LISTED RECORDS

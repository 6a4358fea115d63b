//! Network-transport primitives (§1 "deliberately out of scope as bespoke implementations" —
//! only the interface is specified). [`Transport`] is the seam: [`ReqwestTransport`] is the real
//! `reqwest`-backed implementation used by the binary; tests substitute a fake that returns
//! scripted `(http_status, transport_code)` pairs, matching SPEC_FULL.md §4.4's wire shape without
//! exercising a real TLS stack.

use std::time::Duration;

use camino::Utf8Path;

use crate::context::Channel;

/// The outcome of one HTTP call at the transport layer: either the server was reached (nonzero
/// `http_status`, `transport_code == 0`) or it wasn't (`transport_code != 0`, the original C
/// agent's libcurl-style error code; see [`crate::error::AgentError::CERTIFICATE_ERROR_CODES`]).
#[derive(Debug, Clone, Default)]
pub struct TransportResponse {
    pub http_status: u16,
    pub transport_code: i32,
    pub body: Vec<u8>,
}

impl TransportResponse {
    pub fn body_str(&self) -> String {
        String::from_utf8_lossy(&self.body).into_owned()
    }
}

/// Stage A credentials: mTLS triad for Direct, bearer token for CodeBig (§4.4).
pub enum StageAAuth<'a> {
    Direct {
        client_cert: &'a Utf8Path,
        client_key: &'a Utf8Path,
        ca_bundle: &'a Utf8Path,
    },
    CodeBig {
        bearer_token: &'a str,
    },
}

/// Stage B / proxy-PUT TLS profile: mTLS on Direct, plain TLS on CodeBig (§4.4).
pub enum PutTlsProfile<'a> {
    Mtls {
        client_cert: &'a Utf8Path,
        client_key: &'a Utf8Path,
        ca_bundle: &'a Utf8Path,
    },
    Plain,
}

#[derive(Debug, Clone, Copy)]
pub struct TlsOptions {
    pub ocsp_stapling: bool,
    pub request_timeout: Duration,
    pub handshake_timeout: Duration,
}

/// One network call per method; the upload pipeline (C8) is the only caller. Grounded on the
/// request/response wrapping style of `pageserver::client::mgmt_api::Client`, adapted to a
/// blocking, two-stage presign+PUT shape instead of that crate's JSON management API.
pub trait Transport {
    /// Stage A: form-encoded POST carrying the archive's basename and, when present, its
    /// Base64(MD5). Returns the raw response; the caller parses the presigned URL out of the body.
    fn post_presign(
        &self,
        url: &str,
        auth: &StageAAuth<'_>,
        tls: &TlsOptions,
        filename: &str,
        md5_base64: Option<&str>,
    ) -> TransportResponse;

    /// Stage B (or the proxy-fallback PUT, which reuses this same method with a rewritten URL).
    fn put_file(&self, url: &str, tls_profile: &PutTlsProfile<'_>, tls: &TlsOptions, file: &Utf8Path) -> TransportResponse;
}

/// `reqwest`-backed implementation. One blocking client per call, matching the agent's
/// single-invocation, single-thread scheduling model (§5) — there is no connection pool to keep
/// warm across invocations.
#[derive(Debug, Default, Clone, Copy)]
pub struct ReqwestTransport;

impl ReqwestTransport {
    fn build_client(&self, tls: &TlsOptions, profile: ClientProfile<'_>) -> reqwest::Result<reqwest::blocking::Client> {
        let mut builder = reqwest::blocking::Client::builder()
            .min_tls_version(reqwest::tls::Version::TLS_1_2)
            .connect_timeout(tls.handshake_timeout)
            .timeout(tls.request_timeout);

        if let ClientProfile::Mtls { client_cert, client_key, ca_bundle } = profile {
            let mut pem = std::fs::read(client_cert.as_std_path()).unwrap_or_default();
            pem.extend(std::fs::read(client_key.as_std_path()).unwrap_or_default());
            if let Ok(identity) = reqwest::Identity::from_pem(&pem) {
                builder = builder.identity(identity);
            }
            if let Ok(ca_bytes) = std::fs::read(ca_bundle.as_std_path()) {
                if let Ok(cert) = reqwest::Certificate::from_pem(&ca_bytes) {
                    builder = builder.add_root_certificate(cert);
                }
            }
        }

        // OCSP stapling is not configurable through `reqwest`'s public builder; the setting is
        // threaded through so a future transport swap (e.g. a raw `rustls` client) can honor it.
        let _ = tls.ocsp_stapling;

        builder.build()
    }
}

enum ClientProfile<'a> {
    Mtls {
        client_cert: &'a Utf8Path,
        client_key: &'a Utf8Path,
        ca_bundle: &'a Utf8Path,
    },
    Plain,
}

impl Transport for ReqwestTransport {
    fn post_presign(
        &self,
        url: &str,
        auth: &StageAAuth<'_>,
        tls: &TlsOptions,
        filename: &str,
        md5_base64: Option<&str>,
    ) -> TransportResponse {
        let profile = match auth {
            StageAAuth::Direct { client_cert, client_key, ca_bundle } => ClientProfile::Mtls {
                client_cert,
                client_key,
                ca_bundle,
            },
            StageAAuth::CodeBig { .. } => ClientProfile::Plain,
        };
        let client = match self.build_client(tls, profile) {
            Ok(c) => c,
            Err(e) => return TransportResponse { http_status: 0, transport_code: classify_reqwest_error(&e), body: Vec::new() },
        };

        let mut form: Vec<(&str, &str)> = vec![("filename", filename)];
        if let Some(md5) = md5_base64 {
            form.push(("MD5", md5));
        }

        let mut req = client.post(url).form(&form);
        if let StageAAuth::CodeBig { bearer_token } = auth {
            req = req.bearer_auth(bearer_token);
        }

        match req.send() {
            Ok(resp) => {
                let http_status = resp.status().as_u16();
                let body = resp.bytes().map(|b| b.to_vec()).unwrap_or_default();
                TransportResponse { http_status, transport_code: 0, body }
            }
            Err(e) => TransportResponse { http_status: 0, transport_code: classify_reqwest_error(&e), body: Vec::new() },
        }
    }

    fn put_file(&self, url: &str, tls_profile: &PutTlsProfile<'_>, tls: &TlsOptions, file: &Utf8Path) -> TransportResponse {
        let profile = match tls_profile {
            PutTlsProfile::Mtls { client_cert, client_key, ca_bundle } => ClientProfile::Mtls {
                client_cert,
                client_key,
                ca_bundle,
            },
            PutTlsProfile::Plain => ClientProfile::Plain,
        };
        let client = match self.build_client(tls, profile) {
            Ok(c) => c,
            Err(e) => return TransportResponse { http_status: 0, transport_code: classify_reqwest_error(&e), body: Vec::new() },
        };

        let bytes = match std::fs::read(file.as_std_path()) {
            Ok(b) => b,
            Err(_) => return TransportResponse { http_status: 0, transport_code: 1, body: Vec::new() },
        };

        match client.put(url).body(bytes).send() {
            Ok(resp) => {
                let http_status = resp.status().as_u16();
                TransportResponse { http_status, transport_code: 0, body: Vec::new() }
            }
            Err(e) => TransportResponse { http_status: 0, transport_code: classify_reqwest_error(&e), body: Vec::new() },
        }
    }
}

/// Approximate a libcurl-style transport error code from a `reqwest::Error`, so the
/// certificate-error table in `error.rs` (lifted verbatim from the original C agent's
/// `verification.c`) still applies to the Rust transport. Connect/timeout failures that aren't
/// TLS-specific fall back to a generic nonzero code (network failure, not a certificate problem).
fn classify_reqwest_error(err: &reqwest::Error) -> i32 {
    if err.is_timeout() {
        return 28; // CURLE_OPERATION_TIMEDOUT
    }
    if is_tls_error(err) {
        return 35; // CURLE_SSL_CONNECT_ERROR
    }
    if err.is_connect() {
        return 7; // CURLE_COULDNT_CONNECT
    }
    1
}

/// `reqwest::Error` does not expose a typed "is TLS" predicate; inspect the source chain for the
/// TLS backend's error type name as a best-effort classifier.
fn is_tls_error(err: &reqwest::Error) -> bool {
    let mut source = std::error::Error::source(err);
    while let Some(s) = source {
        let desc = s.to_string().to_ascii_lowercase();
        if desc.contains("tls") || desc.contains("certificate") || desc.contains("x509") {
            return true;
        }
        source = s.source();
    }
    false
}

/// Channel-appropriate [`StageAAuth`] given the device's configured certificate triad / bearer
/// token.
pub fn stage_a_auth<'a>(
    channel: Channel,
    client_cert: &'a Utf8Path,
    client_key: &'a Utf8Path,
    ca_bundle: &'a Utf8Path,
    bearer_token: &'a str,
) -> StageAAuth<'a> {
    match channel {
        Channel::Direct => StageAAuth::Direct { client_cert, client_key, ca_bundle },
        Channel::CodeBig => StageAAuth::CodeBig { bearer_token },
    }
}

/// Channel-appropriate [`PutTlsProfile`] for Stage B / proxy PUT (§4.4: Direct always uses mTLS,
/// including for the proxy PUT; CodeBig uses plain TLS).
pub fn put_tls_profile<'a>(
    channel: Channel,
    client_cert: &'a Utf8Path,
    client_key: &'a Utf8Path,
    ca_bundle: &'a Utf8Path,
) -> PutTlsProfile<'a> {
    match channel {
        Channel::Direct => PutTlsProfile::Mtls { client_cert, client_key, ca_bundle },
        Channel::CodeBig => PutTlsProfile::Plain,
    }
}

PROBLEM STATEMENT
Go through the data and show every line where "bool" occurs.

EXERCISE OUTPUT
    pub ocsp_stapling: bool,
fn is_tls_error(err: &reqwest::Error) -> bool {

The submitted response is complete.